(Saved entries)

____

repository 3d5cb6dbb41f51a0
use axum::async_trait;
use diesel::prelude::*;
use diesel_async::RunQueryDsl;
use uuid::Uuid;

use crate::models::user::*;
use crate::schema;

use super::Pool;

#[async_trait]
pub trait UserService: Send + Sync {
    async fn get_users(&self, limit: i64) -> anyhow::Result<Vec<User>>;
    async fn get_user(&self, id: Uuid) -> anyhow::Result<Option<User>>;
    async fn create_user(&self, user: &CreateUser) -> anyhow::Result<User>;
}

#[derive(Clone)]
pub struct UserServiceDb {
    db: Pool,
}

#[async_trait]
impl UserService for UserServiceDb {
    async fn get_users(&self, limit: i64) -> anyhow::Result<Vec<User>> {
        use schema::users::dsl::*;

        let mut conn = self.db.get().await?;
        let us: Vec<User> = users
            .order(id.desc())
            .limit(limit)
            .select(User::as_select())
            .load(&mut conn)
            .await?;
        Ok(us)
    }

    async fn get_user(&self, user_id: Uuid) -> anyhow::Result<Option<User>> {
        use schema::users::dsl::*;

        let mut conn = self.db.get().await?;
        let user = users
            .find(user_id)
            .select(User::as_select())
            .first(&mut conn)
            .await
            .optional()?;
        Ok(user)
    }

    async fn create_user(&self, u: &CreateUser) -> anyhow::Result<User> {
        use schema::users::dsl::*;

        let mut conn = self.db.get().await?;

        let user = diesel::insert_into(users)
            .values(User::from_new(u))
            .returning(User::as_returning())
            .get_result(&mut conn)
            .await?;

        Ok(user)
    }
}

impl UserServiceDb {
    pub fn new(db: Pool) -> Self {
        Self { db }
    }
}
use maud::{html, Markup};
use uuid::Uuid;

use crate::models::post::Post;
use crate::models::user::User;

fn tag_list(post: &Post) -> Markup {
    html! {
        ul.post-tags {
            @for tag in &post.tags {
                li { a href=(format!("/explore?tag={}", urlencoding::encode(tag))) { "#" (tag) } }
            }
        }
    }
}

fn edit_link(post: &Post, viewer: Option<Uuid>) -> Markup {
    html! {
        @if viewer == Some(post.creator_id) {
            a.post-edit href=(format!("/update-post/{}", post.id)) {
                img src="/assets/icons/edit.svg" alt="edit" width="20" height="20";
            }
        }
    }
}

pub fn render(post: &Post, viewer: Option<Uuid>) -> Markup {
    html! {
        article.post-card {
            .post-card-header {
                @if let Some(location) = &post.location {
                    p.post-location { (location) }
                }
                (edit_link(post, viewer))
            }
            a href=(post.detail_path()) {
                p.post-caption { (post.caption) }
                (tag_list(post))
                @if let Some(url) = &post.image_url {
                    img.post-card_img src=(url) alt="post image";
                }
            }
        }
    }
}

pub fn feed(posts: &[Post], viewer: Option<Uuid>) -> Markup {
    html! {
        ul.post-feed {
            @for post in posts {
                li { (render(post, viewer)) }
            }
            @if posts.is_empty() {
                p.text-muted { "No posts yet" }
            }
        }
    }
}

pub fn detail(post: &Post, creator: Option<&User>, viewer: Option<Uuid>) -> Markup {
    html! {
        article.post-details {
            @if let Some(url) = &post.image_url {
                img.post-details-img src=(url) alt="post image";
            }
            .post-details-info {
                @if let Some(creator) = creator {
                    (creator)
                }
                (edit_link(post, viewer))
                @if let Some(location) = &post.location {
                    p.post-location { (location) }
                }
                p.post-caption { (post.caption) }
                (tag_list(post))
            }
        }
    }
}
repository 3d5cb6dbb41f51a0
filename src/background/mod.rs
pub mod submissions;
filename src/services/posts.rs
use axum::async_trait;
use diesel::prelude::*;
use diesel_async::RunQueryDsl;
use uuid::Uuid;

use crate::models::post::{NewPost, Post, PostUpdate};
use crate::schema;

use super::Pool;

/// Document side of the backend. `Ok(None)` is the "nothing came back" answer
/// the submission workflow treats as a soft failure.
#[async_trait]
pub trait PostService: Send + Sync {
    async fn create_post(&self, post: NewPost) -> anyhow::Result<Option<Post>>;
    async fn update_post(&self, update: PostUpdate) -> anyhow::Result<Option<Post>>;
    async fn get_post(&self, id: Uuid) -> anyhow::Result<Option<Post>>;
    async fn recent_posts(&self, limit: i64) -> anyhow::Result<Vec<Post>>;
    async fn posts_with_tag(&self, tag: &str, limit: i64) -> anyhow::Result<Vec<Post>>;
    async fn posts_by_creator(&self, user_id: Uuid, limit: i64) -> anyhow::Result<Vec<Post>>;
}

#[derive(Clone)]
pub struct PostServiceDb {
    db: Pool,
}

impl PostServiceDb {
    pub fn new(db: Pool) -> Self {
        Self { db }
    }
}

#[async_trait]
impl PostService for PostServiceDb {
    #[tracing::instrument(skip_all, fields(creator = %p.creator_id))]
    async fn create_post(&self, p: NewPost) -> anyhow::Result<Option<Post>> {
        use schema::posts::dsl::*;

        let mut conn = self.db.get().await?;
        let post = diesel::insert_into(posts)
            .values(Post::from_new(p))
            .returning(Post::as_returning())
            .get_result(&mut conn)
            .await
            .optional()?;
        Ok(post)
    }

    #[tracing::instrument(skip_all, fields(post = %update.post_id))]
    async fn update_post(&self, update: PostUpdate) -> anyhow::Result<Option<Post>> {
        use schema::posts::dsl::*;

        let mut conn = self.db.get().await?;
        let post = diesel::update(posts.find(update.post_id))
            .set(update.changes())
            .returning(Post::as_returning())
            .get_result(&mut conn)
            .await
            .optional()?;
        Ok(post)
    }

    async fn get_post(&self, post_id: Uuid) -> anyhow::Result<Option<Post>> {
        use schema::posts::dsl::*;

        let mut conn = self.db.get().await?;
        let post = posts
            .find(post_id)
            .select(Post::as_select())
            .first(&mut conn)
            .await
            .optional()?;
        Ok(post)
    }

    async fn recent_posts(&self, limit: i64) -> anyhow::Result<Vec<Post>> {
        use schema::posts::dsl::*;

        let mut conn = self.db.get().await?;
        // v7 ids sort by creation time
        let ps = posts
            .order(id.desc())
            .limit(limit)
            .select(Post::as_select())
            .load(&mut conn)
            .await?;
        Ok(ps)
    }

    async fn posts_with_tag(&self, tag: &str, limit: i64) -> anyhow::Result<Vec<Post>> {
        use schema::posts::dsl::*;

        let mut conn = self.db.get().await?;
        let ps = posts
            .filter(tags.contains(vec![tag.to_owned()]))
            .order(id.desc())
            .limit(limit)
            .select(Post::as_select())
            .load(&mut conn)
            .await?;
        Ok(ps)
    }

    async fn posts_by_creator(&self, user_id: Uuid, limit: i64) -> anyhow::Result<Vec<Post>> {
        use schema::posts::dsl::*;

        let mut conn = self.db.get().await?;
        let ps = posts
            .filter(creator_id.eq(user_id))
            .order(id.desc())
            .limit(limit)
            .select(Post::as_select())
            .load(&mut conn)
            .await?;
        Ok(ps)
    }
}
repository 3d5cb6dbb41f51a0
use std::path::Path;
use std::sync::Arc;

use notify::{RecommendedWatcher, RecursiveMode, Watcher};
use tera::Tera;
use tokio::sync::RwLock;
use tracing::{error, info, warn};

pub type Templates = Arc<RwLock<Tera>>;

pub fn load(dir: &Path) -> anyhow::Result<Templates> {
    let glob = dir.join("**").join("*");
    let tera = Tera::new(&glob.to_string_lossy())?;
    info!(templates = tera.get_template_names().count(), "Loaded templates");
    Ok(Arc::new(RwLock::new(tera)))
}

/// Reloads every template when anything under `dir` changes. Dropping the
/// returned watcher stops it.
pub fn watch(templates: Templates, dir: &Path) -> anyhow::Result<RecommendedWatcher> {
    let mut watcher = notify::recommended_watcher(move |res: notify::Result<notify::Event>| {
        match res {
            Ok(event) if event.kind.is_access() || event.kind.is_other() => {}
            Ok(event) => {
                // notify calls back on its own thread, outside the runtime
                let mut tera = templates.blocking_write();
                match tera.full_reload() {
                    Ok(()) => info!(paths = ?event.paths, "Reloaded templates"),
                    Err(e) => error!(%e, "template reload failed"),
                }
            }
            Err(e) => warn!(%e, "template watcher error"),
        }
    })?;
    watcher.watch(dir, RecursiveMode::Recursive)?;
    info!(dir = %dir.display(), "Watching templates");
    Ok(watcher)
}
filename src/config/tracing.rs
use tracing_forest::ForestLayer;
use tracing_subscriber::{prelude::*, EnvFilter};

/// `RUST_LOG` wins over the configured level.
pub fn init(default_directive: &str) -> anyhow::Result<()> {
    let filter = EnvFilter::try_from_default_env().or_else(|_| EnvFilter::try_new(default_directive))?;

    tracing_subscriber::registry()
        .with(filter)
        .with(ForestLayer::default())
        .try_init()?;
    Ok(())
}
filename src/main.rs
mod background;
mod components;
mod config;
mod error;
mod middleware;
mod models;
mod routes;
mod schema;
mod services;
mod workflow;

use std::sync::Arc;

use tracing::*;

use crate::background::submissions::SubmissionTracker;
use crate::config::{templates, AppCfg, BackendCfg};
use crate::routes::AppState;
use crate::services::media::LocalMediaStore;
use crate::services::memory::MemoryBackend;
use crate::services::posts::PostServiceDb;
use crate::services::sessions::SessionServiceDb;
use crate::services::users::UserServiceDb;

#[tokio::main]
async fn main() -> anyhow::Result<()> {
    let cfg = AppCfg::load(AppCfg::figment())?;

    config::tracing::init(&cfg.log_level)?;

    let tera = templates::load(&cfg.templates_dir)?;
    // kept alive for as long as the server runs
    let _watcher = if cfg.watch_templates {
        Some(templates::watch(tera.clone(), &cfg.templates_dir)?)
    } else {
        None
    };

    let state = match &cfg.backend {
        BackendCfg::Memory => {
            warn!("Using the in-memory backend, nothing will be persisted");
            AppState::in_memory(Arc::new(MemoryBackend::new()), tera, cfg.feed_limit)
        }
        BackendCfg::Postgres {
            database_url,
            max_connections,
        } => {
            services::run_migrations(database_url).await?;
            let pool = services::create_pool(database_url, *max_connections)?;
            AppState {
                posts: Arc::new(PostServiceDb::new(pool.clone())),
                users: Arc::new(UserServiceDb::new(pool.clone())),
                sessions: Arc::new(SessionServiceDb::new(pool)),
                media: Arc::new(LocalMediaStore::open(&cfg.media_dir).await?),
                templates: tera,
                submissions: Arc::new(SubmissionTracker::new()),
                feed_limit: cfg.feed_limit,
            }
        }
    };

    let app = routes::app(state, &cfg.assets_dir, cfg.max_upload_bytes);

    let listener = tokio::net::TcpListener::bind(&cfg.listen_addr).await?;
    info!("starting listening at {}", cfg.listen_addr);
    axum::serve(listener, app.into_make_service()).await?;

    Ok(())
}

____

Using the data above, tally the lines that contain the string "PostServiceDb" and state only the result.

5